[[ Data to use open ]]

use super::config::Config;
use crate::error::{ConfigCatError, Result};
use chrono::{DateTime, Utc};
use std::sync::Arc;
use std::time::Duration;

/// A config together with the metadata of the fetch that produced it.
#[derive(Debug, Clone, PartialEq)]
pub struct Entry {
    pub config: Arc<Config>,
    pub json: Arc<str>,
    pub etag: Option<String>,
    pub fetch_time: Option<DateTime<Utc>>,
}

impl Default for Entry {
    fn default() -> Self {
        Self {
            config: Arc::new(Config::empty()),
            json: Arc::from(""),
            etag: None,
            fetch_time: None,
        }
    }
}

impl Entry {
    pub fn new(config: Config, json: impl Into<Arc<str>>, etag: Option<String>) -> Self {
        Self {
            config: Arc::new(config),
            json: json.into(),
            etag,
            fetch_time: Some(Utc::now()),
        }
    }

    pub fn empty() -> Self {
        Self::default()
    }

    pub fn is_empty(&self) -> bool {
        self.json.is_empty()
    }

    pub fn with_fetch_time(mut self, fetch_time: DateTime<Utc>) -> Self {
        self.fetch_time = Some(fetch_time);
        self
    }

    /// True when the entry was fetched less than `ttl` ago.
    pub fn is_fresh(&self, ttl: Duration) -> bool {
        let Some(fetch_time) = self.fetch_time else {
            return false;
        };
        let Ok(ttl) = chrono::Duration::from_std(ttl) else {
            return true;
        };
        fetch_time + ttl > Utc::now()
    }

    /// Cache format: `<fetch time ms>\n<etag>\n<config json>`.
    pub fn serialize(&self) -> String {
        let fetch_time = self
            .fetch_time
            .map(|t| t.timestamp_millis())
            .unwrap_or_default();
        format!(
            "{}\n{}\n{}",
            fetch_time,
            self.etag.as_deref().unwrap_or_default(),
            self.json
        )
    }

    pub fn deserialize(value: &str) -> Result<Self> {
        let mut parts = value.splitn(3, '\n');
        let (Some(fetch_time), Some(etag), Some(json)) = (parts.next(), parts.next(), parts.next())
        else {
            return Err(ConfigCatError::parse("Number of values is fewer than expected", value));
        };

        let millis: i64 = fetch_time
            .parse()
            .map_err(|_| ConfigCatError::parse(format!("Invalid fetch time: {}", fetch_time), value))?;
        let fetch_time = DateTime::<Utc>::from_timestamp_millis(millis)
            .ok_or_else(|| ConfigCatError::parse(format!("Invalid fetch time: {}", millis), value))?;

        if json.is_empty() {
            return Err(ConfigCatError::parse("Empty config JSON", value));
        }
        let config: Config = serde_json::from_str(json)
            .map_err(|e| ConfigCatError::parse(e.to_string(), json))?;

        Ok(Self {
            config: Arc::new(config),
            json: Arc::from(json),
            etag: (!etag.is_empty()).then(|| etag.to_string()),
            fetch_time: Some(fetch_time),
        })
    }
}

[[ Data to use closed ]]

▶ _Activity_
Exact output of every entry is required.

▶ _Answer to the problem_
use super::config::Config;
use crate::error::{ConfigCatError, Result};
use chrono::{DateTime, Utc};
use std::sync::Arc;
use std::time::Duration;

/// A config together with the metadata of the fetch that produced it.
#[derive(Debug, Clone, PartialEq)]
pub struct Entry {
    pub config: Arc<Config>,
    pub json: Arc<str>,
    pub etag: Option<String>,
    pub fetch_time: Option<DateTime<Utc>>,
}

impl Default for Entry {
    fn default() -> Self {
        Self {
            config: Arc::new(Config::empty()),
            json: Arc::from(""),
            etag: None,
            fetch_time: None,
        }
    }
}

impl Entry {
    pub fn new(config: Config, json: impl Into<Arc<str>>, etag: Option<String>) -> Self {
        Self {
            config: Arc::new(config),
            json: json.into(),
            etag,
            fetch_time: Some(Utc::now()),
        }
    }

    pub fn empty() -> Self {
        Self::default()
    }

    pub fn is_empty(&self) -> bool {
        self.json.is_empty()
    }

    pub fn with_fetch_time(mut self, fetch_time: DateTime<Utc>) -> Self {
        self.fetch_time = Some(fetch_time);
        self
    }

    /// True when the entry was fetched less than `ttl` ago.
    pub fn is_fresh(&self, ttl: Duration) -> bool {
        let Some(fetch_time) = self.fetch_time else {
            return false;
        };
        let Ok(ttl) = chrono::Duration::from_std(ttl) else {
            return true;
        };
        fetch_time + ttl > Utc::now()
    }

    /// Cache format: `<fetch time ms>\n<etag>\n<config json>`.
    pub fn serialize(&self) -> String {
        let fetch_time = self
            .fetch_time
            .map(|t| t.timestamp_millis())
            .unwrap_or_default();
        format!(
            "{}\n{}\n{}",
            fetch_time,
            self.etag.as_deref().unwrap_or_default(),
            self.json
        )
    }

    pub fn deserialize(value: &str) -> Result<Self> {
        let mut parts = value.splitn(3, '\n');
        let (Some(fetch_time), Some(etag), Some(json)) = (parts.next(), parts.next(), parts.next())
        else {
            return Err(ConfigCatError::parse("Number of values is fewer than expected", value));
        };

        let millis: i64 = fetch_time
            .parse()
            .map_err(|_| ConfigCatError::parse(format!("Invalid fetch time: {}", fetch_time), value))?;
        let fetch_time = DateTime::<Utc>::from_timestamp_millis(millis)
            .ok_or_else(|| ConfigCatError::parse(format!("Invalid fetch time: {}", millis), value))?;

        if json.is_empty() {
            return Err(ConfigCatError::parse("Empty config JSON", value));
        }
        let config: Config = serde_json::from_str(json)
            .map_err(|e| ConfigCatError::parse(e.to_string(), json))?;

        Ok(Self {
            config: Arc::new(config),
            json: Arc::from(json),
            etag: (!etag.is_empty()).then(|| etag.to_string()),
            fetch_time: Some(fetch_time),
        })
    }
}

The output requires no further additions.